__Task__. Copy out exactly the lines from the one containing "let value_type = FieldType::from_tag(value_tag, value_len)?;" to the end of the records below, both included, and nothing else.

__Supplied material__.
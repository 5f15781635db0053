//! Write-ahead log: an append-only stream of operation records written
//! before every memtable mutation, so a crash can be recovered by replay.
//!
//! # File format
//!
//! ```text
//! +---------------------+
//! | 0x01 | "WALF"       |  5-byte prefix: header-length byte + magic
//! +---------------------+
//! | WAL record 1        |
//! +---------------------+
//! | WAL record 2        |
//! +---------------------+
//! | ...                 |
//! +---------------------+
//! ```
//!
//! Records use the framing defined in [`crate::record`]: start delimiter,
//! type tags, explicit key/value lengths, payload, timestamp, method byte,
//! end delimiter. Appends go through the buffered [`Appender`] and reach
//! disk when `wal_buffer_size` bytes have accumulated, on flush, or on
//! drop.
//!
//! Replay scans sequentially and validates every delimiter and tag. The
//! first malformed record is treated as the end of the log rather than an
//! error, which makes a torn final write survivable; everything before it
//! is reinserted with its original timestamp and tombstone flag.

use std::fs::File;
use std::io::{BufReader, Read, Seek, SeekFrom};
use std::path::{Path, PathBuf};

use byteorder::{LittleEndian, ReadBytesExt};

use crate::appender::Appender;
use crate::errformat;
use crate::error::Result;
use crate::memtable::Memtable;
use crate::record::{DataNode, WalMethod, WAL_END, WAL_START};
use crate::types::{decode_timestamp, FieldType};

const WAL_MAGIC: [u8; 4] = [0x57, 0x41, 0x4C, 0x46]; // "WALF"
const WAL_PREFIX_LEN: u64 = 5;

/// Guard against allocating absurd buffers when a length field is garbage.
const MAX_FIELD_BYTES: usize = 1 << 20;

pub struct Wal {
    appender: Appender,
    path: PathBuf,
}

impl Wal {
    /// Opens or creates the log. A fresh file gets the 5-byte prefix; an
    /// existing file has its prefix validated.
    pub fn open(path: &Path, buffer_size: usize) -> Result<Self> {
        let mut appender = Appender::open(path, buffer_size)?;

        if appender.size() == 0 {
            appender.append(&[0x01])?;
            appender.append(&WAL_MAGIC)?;
            appender.flush()?;
        } else {
            Self::validate_prefix(path)?;
        }

        Ok(Self {
            appender,
            path: path.to_path_buf(),
        })
    }

    fn validate_prefix(path: &Path) -> Result<()> {
        let mut file = File::open(path)
            .map_err(|e| crate::error::Error::IO(format!("open {}: {e}", path.display())))?;
        let mut prefix = [0u8; WAL_PREFIX_LEN as usize];
        file.read_exact(&mut prefix).map_err(|e| {
            crate::error::Error::Format(format!("{}: WAL prefix unreadable: {e}", path.display()))
        })?;
        if prefix[0] != 0x01 {
            return errformat!(
                "{}: bad WAL header length byte 0x{:02X}",
                path.display(),
                prefix[0]
            );
        }
        if prefix[1..] != WAL_MAGIC {
            return errformat!(
                "{}: bad WAL magic {:02X?}, expected {WAL_MAGIC:02X?}",
                path.display(),
                &prefix[1..]
            );
        }
        Ok(())
    }

    /// Appends one operation record. This is the commit point of a write:
    /// once the record is in the log, recovery will apply it.
    pub fn append(&mut self, node: &DataNode, method: WalMethod) -> Result<()> {
        let record = node.encode_wal_record(method)?;
        self.appender.append(&record)
    }

    /// Replays the log into `memtable`, returning the number of records
    /// applied. Decoding stops at the first malformed record.
    pub fn replay(&mut self, memtable: &Memtable) -> Result<usize> {
        self.appender.flush()?;

        let file = File::open(&self.path)
            .map_err(|e| crate::error::Error::IO(format!("open {}: {e}", self.path.display())))?;
        let mut reader = BufReader::new(file);
        reader.seek(SeekFrom::Start(WAL_PREFIX_LEN))?;

        let mut applied = 0usize;
        loop {
            match Self::read_record(&mut reader) {
                Ok(Some((node, _method))) => {
                    memtable.insert(node);
                    applied += 1;
                }
                Ok(None) => break,
                Err(err) => {
                    // Torn or corrupt tail: everything before it is intact.
                    tracing::warn!(
                        path = %self.path.display(),
                        applied,
                        error = %err,
                        "WAL replay stopped at malformed record"
                    );
                    break;
                }
            }
        }

        tracing::info!(path = %self.path.display(), applied, "WAL replay complete");
        Ok(applied)
    }

    /// Resets the log to the bare prefix. Called by the pipeline after a
    /// successful flush has made the logged records durable in a table.
    pub fn truncate(&mut self) -> Result<()> {
        self.appender.truncate(WAL_PREFIX_LEN)?;
        tracing::debug!(path = %self.path.display(), "WAL truncated");
        Ok(())
    }

    /// Flushes staged records to the file.
    pub fn flush(&mut self) -> Result<()> {
        self.appender.flush()
    }

    /// Flushes and fsyncs.
    pub fn sync(&mut self) -> Result<()> {
        self.appender.sync()
    }

    /// Logical size in bytes, including records still staged.
    pub fn size(&self) -> u64 {
        self.appender.size()
    }

    pub fn path(&self) -> &Path {
        &self.path
    }

    /// Reads one record. `Ok(None)` is a clean end of log; any validation
    /// failure is an error the caller treats as the end of usable data.
    fn read_record(reader: &mut BufReader<File>) -> Result<Option<(DataNode, WalMethod)>> {
        let mut start = [0u8; 4];
        match reader.read_exact(&mut start) {
            Ok(()) => {}
            Err(e) if e.kind() == std::io::ErrorKind::UnexpectedEof => return Ok(None),
            Err(e) => return Err(e.into()),
        }
        if start != WAL_START {
            return errformat!("bad WAL start delimiter {start:02X?}");
        }

        let key_tag = reader.read_u8()?;
        let value_tag = reader.read_u8()?;
        let key_len = reader.read_u32::<LittleEndian>()? as usize;
        let value_len = reader.read_u32::<LittleEndian>()? as usize;
        if key_len > MAX_FIELD_BYTES || value_len > MAX_FIELD_BYTES {
            return errformat!("implausible WAL field lengths {key_len}/{value_len}");
        }

        let key_type = FieldType::from_tag(key_tag, key_len)?;
        let value_type = FieldType::from_tag(value_tag, value_len)?;
        if key_type.width() != key_len || value_type.width() != value_len {
            return errformat!(
                "WAL record widths {key_len}/{value_len} disagree with tags \
                 {key_type}/{value_type}"
            );
        }

        let mut key_bytes = vec![0u8; key_len];
        reader.read_exact(&mut key_bytes)?;
        let mut value_bytes = vec![0u8; value_len];
        reader.read_exact(&mut value_bytes)?;

        let mut ts_bytes = [0u8; 8];
        reader.read_exact(&mut ts_bytes)?;
        let timestamp = decode_timestamp(ts_bytes);

        let method = WalMethod::from_byte(reader.read_u8()?)?;

        let mut end = [0u8; 4];
        reader.read_exact(&mut end)?;
        if end != WAL_END {
            return errformat!("bad WAL end delimiter {end:02X?}");
        }

        let key = key_type.decode(&key_bytes)?;
        let value = value_type.decode(&value_bytes)?;
        let node = DataNode::new(
            key,
            value,
            key_type,
            value_type,
            timestamp,
            method == WalMethod::Delete,
        )?;
        Ok(Some((node, method)))
    }
}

__Output for this exercise__.
        let value_type = FieldType::from_tag(value_tag, value_len)?;
        if key_type.width() != key_len || value_type.width() != value_len {
            return errformat!(
                "WAL record widths {key_len}/{value_len} disagree with tags \
                 {key_type}/{value_type}"
            );
        }

        let mut key_bytes = vec![0u8; key_len];
        reader.read_exact(&mut key_bytes)?;
        let mut value_bytes = vec![0u8; value_len];
        reader.read_exact(&mut value_bytes)?;

        let mut ts_bytes = [0u8; 8];
        reader.read_exact(&mut ts_bytes)?;
        let timestamp = decode_timestamp(ts_bytes);

        let method = WalMethod::from_byte(reader.read_u8()?)?;

        let mut end = [0u8; 4];
        reader.read_exact(&mut end)?;
        if end != WAL_END {
            return errformat!("bad WAL end delimiter {end:02X?}");
        }

        let key = key_type.decode(&key_bytes)?;
        let value = value_type.decode(&value_bytes)?;
        let node = DataNode::new(
            key,
            value,
            key_type,
            value_type,
            timestamp,
            method == WalMethod::Delete,
        )?;
        Ok(Some((node, method)))
    }
}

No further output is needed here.